Los científicos ya han puesto de relieve la importancia de la biodiversidad para la preservar la salud humana y los insustituibles «servicios ecosistémicos» que la naturaleza nos proporciona. También es sabido que, en el origen de la pandemia provocada por el SARS-CoV-2 está la deficiente protección de la fauna silvestre, las malas prácticas de los mercados húmedos asiáticos y el comercio ilegal de especies amenazadas. Alrededor del 75 % de las enfermedades infecciosas emergentes son zooníticas, lo que significa que se transmiten de los animales a las personas.

Es claro que proteger la biodiversidad es proteger el entorno en que vivimos y, en definitiva, nuestra salud. De hecho se ha llegado a afirmar que en la naturaleza está la «vacuna ambiental» que urgentemente necesitamos contra el coronavirus, pero que, si la degradamos y empobrecemos, seremos mucho más vulnerables frente a futuras pandemias. Pocos meses antes de declaración de la pandemia, en octubre del 2019, el Gobierno Federal de Alemania y la Sociedad para la Conservación de la Vida Silvestre promovieron los denominados Principios de Berlín, que -bajo el lema «Un solo Planeta, una sola salud, un solo futuro»- tienen por objeto poner de manifiesto la necesidad que trabajen interdisciplinaria y colaborativamente los profesionales de la salud humana, la animal y la vegetal. Así, en el primer principio se proclama la necesidad de «reconocer y tomar medidas para mantener los vi?nculos esenciales entre humanos, animales dome?sticos, vida silvestre, plantas y salud ambiental para la existencia y el bienestar humanos, la seguridad alimentaria y nutricional, y el desarrollo sostenible…». Se trata, en definitiva, de una novedosa visión integral de la salud.
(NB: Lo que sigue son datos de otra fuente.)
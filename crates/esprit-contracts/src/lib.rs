pub mod catalog;
pub mod error;
pub mod events;
pub mod prompts;

pub use error::{CatalogError, CatalogResult};
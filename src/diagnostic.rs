use crate::span::Span;

/// A transpiler diagnostic (error or warning).
#[derive(Clone, Debug)]
pub struct Diagnostic {
    pub severity: Severity,
    pub message: String,
    pub span: Span,
    pub notes: Vec<String>,
    pub help: Option<String>,
}

#[derive(Clone, Copy, Debug, PartialEq, Eq)]
pub enum Severity {
    Error,
    Warning,
}

impl Diagnostic {
    pub fn error(message: String, span: Span) -> Self {
        Self {
            severity: Severity::Error,
            message,
            span,
            notes: Vec::new(),
            help: None,
        }
    }

    pub fn warning(message: String, span: Span) -> Self {
        Self {
            severity: Severity::Warning,
            message,
            span,
            notes: Vec::new(),
            help: None,
        }
    }

    pub fn with_note(mut self, note: String) -> Self {
        self.notes.push(note);
        self
    }

    pub fn with_help(mut self, help: String) -> Self {
        self.help = Some(help);
        self
    }

    /// Render the diagnostic to stderr using ariadne.
    pub fn render(&self, filename: &str, source: &str) {
        use ariadne::{Color, Label, Report, ReportKind, Source};

        let kind = match self.severity {
            Severity::Error => ReportKind::Error,
            Severity::Warning => ReportKind::Warning,
        };

        let color = match self.severity {
            Severity::Error => Color::Red,
            Severity::Warning => Color::Yellow,
        };

        let start = self.span.begin.byte as usize;
        let end = (self.span.end.byte as usize).max(start);

        let mut report = Report::build(kind, filename, start)
            .with_message(&self.message)
            .with_label(
                Label::new((filename, start..end))
                    .with_message(&self.message)
                    .with_color(color),
            );

        for note in &self.notes {
            report = report.with_note(note);
        }

        if let Some(help) = &self.help {
            report = report.with_help(help);
        }

        let _ = report.finish().eprint((filename, Source::from(source)));
    }
}

/// Render a list of diagnostics.
pub fn render_diagnostics(diagnostics: &[Diagnostic], filename: &str, source: &str) {
    for diag in diagnostics {
        diag.render(filename, source);
    }
}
Este año 2020 es, además, muy importante en el desarrollo de la Convención de Naciones Unidas sobre Biodiversidad (CDB), ya que se está en camino de desarrollar un ambicioso Marco global de Biodiversidad después de 2020 que vendrá a reemplazar el vigente Plan estratégico para la Diversidad Biológica (2011-2020). De aquí que Elizabet Maruma Mrema, secretaria ejecutiva de la CDB, haya afirmado recientemente que «la actual pandemia de covid-19 ha resaltado cuán crítica es la salud de la biodiversidad y la estabilidad del ecosistema para el mundo» y, en consecuencia, «acordar un marco global de biodiversidad sólido posterior a 2020 ahora es aún más importante».

A nivel interno, en nuestro país cobran particular relevancia todas las iniciativas y medidas puestas en marcha para preservar nuestra naturaleza, desde la Red Natura 2000 hasta la infraestructura verde, así como otros instrumentos de protección como la custodia (territorial, fluvial y marítima); tanto en las zonas rurales como en los espacios urbanos y periurbanos, donde la biodiversidad urbana adquiere una importancia creciente para nuestro bienestar.

Se trata de vivir en armonía con la naturaleza. Para tal fin, si cuidamos la biodiversidad, la biodiversidad nos cuidará a nosotros.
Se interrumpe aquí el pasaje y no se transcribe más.